Chose promise, chose due. M. Legault s’y est attaqué en début de mandat. Le titre du bilan officiel de sa première session parlementaire en juin 2019 le clamait noir sur blanc : « fierté retrouvée ». Comme dans : enfin, un gouvernement nationaliste qui ne vous juge pas. Enfin, de l’action sur le front de l’identité.

Reste qu’on imagine mal François Legault passer ses dimanches à approfondir les débats théoriques sur la laïcité et le multiculturalisme. Ce n’est pas cela qui le fait vibrer.
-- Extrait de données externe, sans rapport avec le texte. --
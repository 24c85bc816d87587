use crate::error::ConfigError;
use format::{FormatSettings, SUPPORTED_FORMATS};
use layout::DateGrain;
use provider::{CloudProviderSettings, ProviderKind};
use retry::RetrySettings;
use serde::{Deserialize, Serialize};
use std::path::Path;
use tracing::{info, warn};

pub mod format;
pub mod layout;
pub mod provider;
pub mod retry;

/// Everything the connector needs to know, loaded once at startup.
#[derive(Debug, Clone, Serialize, Deserialize)]
pub struct TargetConfig {
    #[serde(default)]
    pub format: FormatSettings,

    pub cloud_provider: CloudProviderSettings,

    /// Leading key segment shared by all artifacts.
    #[serde(default)]
    pub prefix: String,

    #[serde(default = "enabled")]
    pub append_date_to_prefix: bool,

    #[serde(default = "default_prefix_grain")]
    pub append_date_to_prefix_grain: DateGrain,

    /// Render date folders as `year=YYYY/month=MM/...`.
    #[serde(default)]
    pub partition_name_enabled: bool,

    #[serde(default = "enabled")]
    pub append_date_to_filename: bool,

    #[serde(default = "default_filename_grain")]
    pub append_date_to_filename_grain: DateGrain,

    #[serde(default)]
    pub use_raw_stream_name: bool,

    /// Fixed folder used instead of the stream name.
    #[serde(default)]
    pub stream_name_path_override: Option<String>,

    /// Adds a `_process_date` field to every record.
    #[serde(default)]
    pub include_process_date: bool,

    #[serde(default)]
    pub retry: RetrySettings,

    /// Interval of the age check that drains idle batches.
    #[serde(default = "default_tick_interval_ms")]
    pub tick_interval_ms: u64,

    /// Capacity of each stream's mailbox.
    #[serde(default = "default_mailbox_capacity")]
    pub mailbox_capacity: usize,
}

fn enabled() -> bool {
    true
}

fn default_prefix_grain() -> DateGrain {
    DateGrain::Day
}

fn default_filename_grain() -> DateGrain {
    DateGrain::Second
}

fn default_tick_interval_ms() -> u64 {
    1_000
}

fn default_mailbox_capacity() -> usize {
    1_024
}

impl TargetConfig {
    /// Config with defaults everywhere, writing to an in-memory store.
    pub fn in_memory() -> Self {
        Self {
            format: FormatSettings::default(),
            cloud_provider: CloudProviderSettings::memory(),
            prefix: String::new(),
            append_date_to_prefix: true,
            append_date_to_prefix_grain: default_prefix_grain(),
            partition_name_enabled: false,
            append_date_to_filename: true,
            append_date_to_filename_grain: default_filename_grain(),
            use_raw_stream_name: false,
            stream_name_path_override: None,
            include_process_date: false,
            retry: RetrySettings::default(),
            tick_interval_ms: default_tick_interval_ms(),
            mailbox_capacity: default_mailbox_capacity(),
        }
    }

    pub fn from_file(path: impl AsRef<Path>) -> Result<Self, ConfigError> {
        let path = path.as_ref();
        let raw = std::fs::read_to_string(path).map_err(|source| ConfigError::Read {
            path: path.display().to_string(),
            source,
        })?;
        let config = Self::from_json(&raw)?;
        info!(path = %path.display(), "Loaded target configuration");
        Ok(config)
    }

    pub fn from_json(raw: &str) -> Result<Self, ConfigError> {
        let config: TargetConfig = serde_json::from_str(raw)?;
        config.validate()?;
        Ok(config)
    }

    /// Checks the options no record can be processed without.
    pub fn validate(&self) -> Result<(), ConfigError> {
        let format_type = self.format.format_type.to_ascii_lowercase();
        if !SUPPORTED_FORMATS.contains(&format_type.as_str()) {
            return Err(ConfigError::UnknownFormat(self.format.format_type.clone()));
        }

        let mut errors = Vec::new();

        match self.cloud_provider.cloud_provider_type {
            ProviderKind::Aws => match &self.cloud_provider.aws {
                None => return Err(ConfigError::MissingProviderSettings("aws")),
                Some(aws) if aws.bucket.trim().is_empty() => {
                    errors.push("cloud_provider.aws.bucket must not be empty".to_string())
                }
                Some(_) => {}
            },
            ProviderKind::Local => match &self.cloud_provider.local {
                None => return Err(ConfigError::MissingProviderSettings("local")),
                Some(local) if local.root.trim().is_empty() => {
                    errors.push("cloud_provider.local.root must not be empty".to_string())
                }
                Some(_) => {}
            },
            ProviderKind::Memory => {}
        }

        if self.cloud_provider.timeout_secs == 0 {
            errors.push("cloud_provider.timeout_secs must be greater than 0".to_string());
        }
        if !self.format.delimiter.is_ascii() || self.format.delimiter == '\n' {
            errors.push(format!(
                "format.delimiter '{}' must be a single ASCII character other than newline",
                self.format.delimiter.escape_default()
            ));
        }
        if self.retry.max_attempts == 0 {
            errors.push("retry.max_attempts must be at least 1".to_string());
        }
        if self.tick_interval_ms == 0 {
            errors.push("tick_interval_ms must be greater than 0".to_string());
        }
        if self.mailbox_capacity == 0 {
            errors.push("mailbox_capacity must be greater than 0".to_string());
        }
        if let Some(path) = &self.stream_name_path_override
            && path.trim_matches('/').is_empty()
        {
            errors.push("stream_name_path_override must not be empty".to_string());
        }

        if !errors.is_empty() {
            return Err(ConfigError::ValidationFailed(errors));
        }

        let limits = &self.format.batch;
        if limits.max_records == 0 && limits.max_bytes == 0 && limits.max_age_secs == 0 {
            warn!("All batch limits are disabled, batches only drain on state messages or at end of input");
        }

        Ok(())
    }
}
Lundi, en entrevue avec La Presse, il a été limpide. « Le rattrapage économique du Québec, c’est la grande raison pour laquelle j’ai fondé la CAQ. »

Il semblait vouloir en parler lundi pendant l’entièreté de notre entretien de 30 minutes bien comptées.

Cela ne m’a pas surpris.

Quand il a écrit un livre en 2013, ce n’était pas un déversoir à confidences pour embellir son image. C’était une proposition technique sur les zones d’innovation — son « Projet Saint-Laurent ». Il m’avait bombardé de chiffres comme si je faisais un audit comptable. Pas le genre de stratégie qu’on adopte quand on veut être invité à Tout le monde en parle.

Quand il a pris ses vacances en 2015, il a résisté aux charmes des palmiers pour faire une virée très peu touristique dans les usines de la Bavière et de Hambourg. Pour en apprendre sur le secteur manufacturier innovant de la région.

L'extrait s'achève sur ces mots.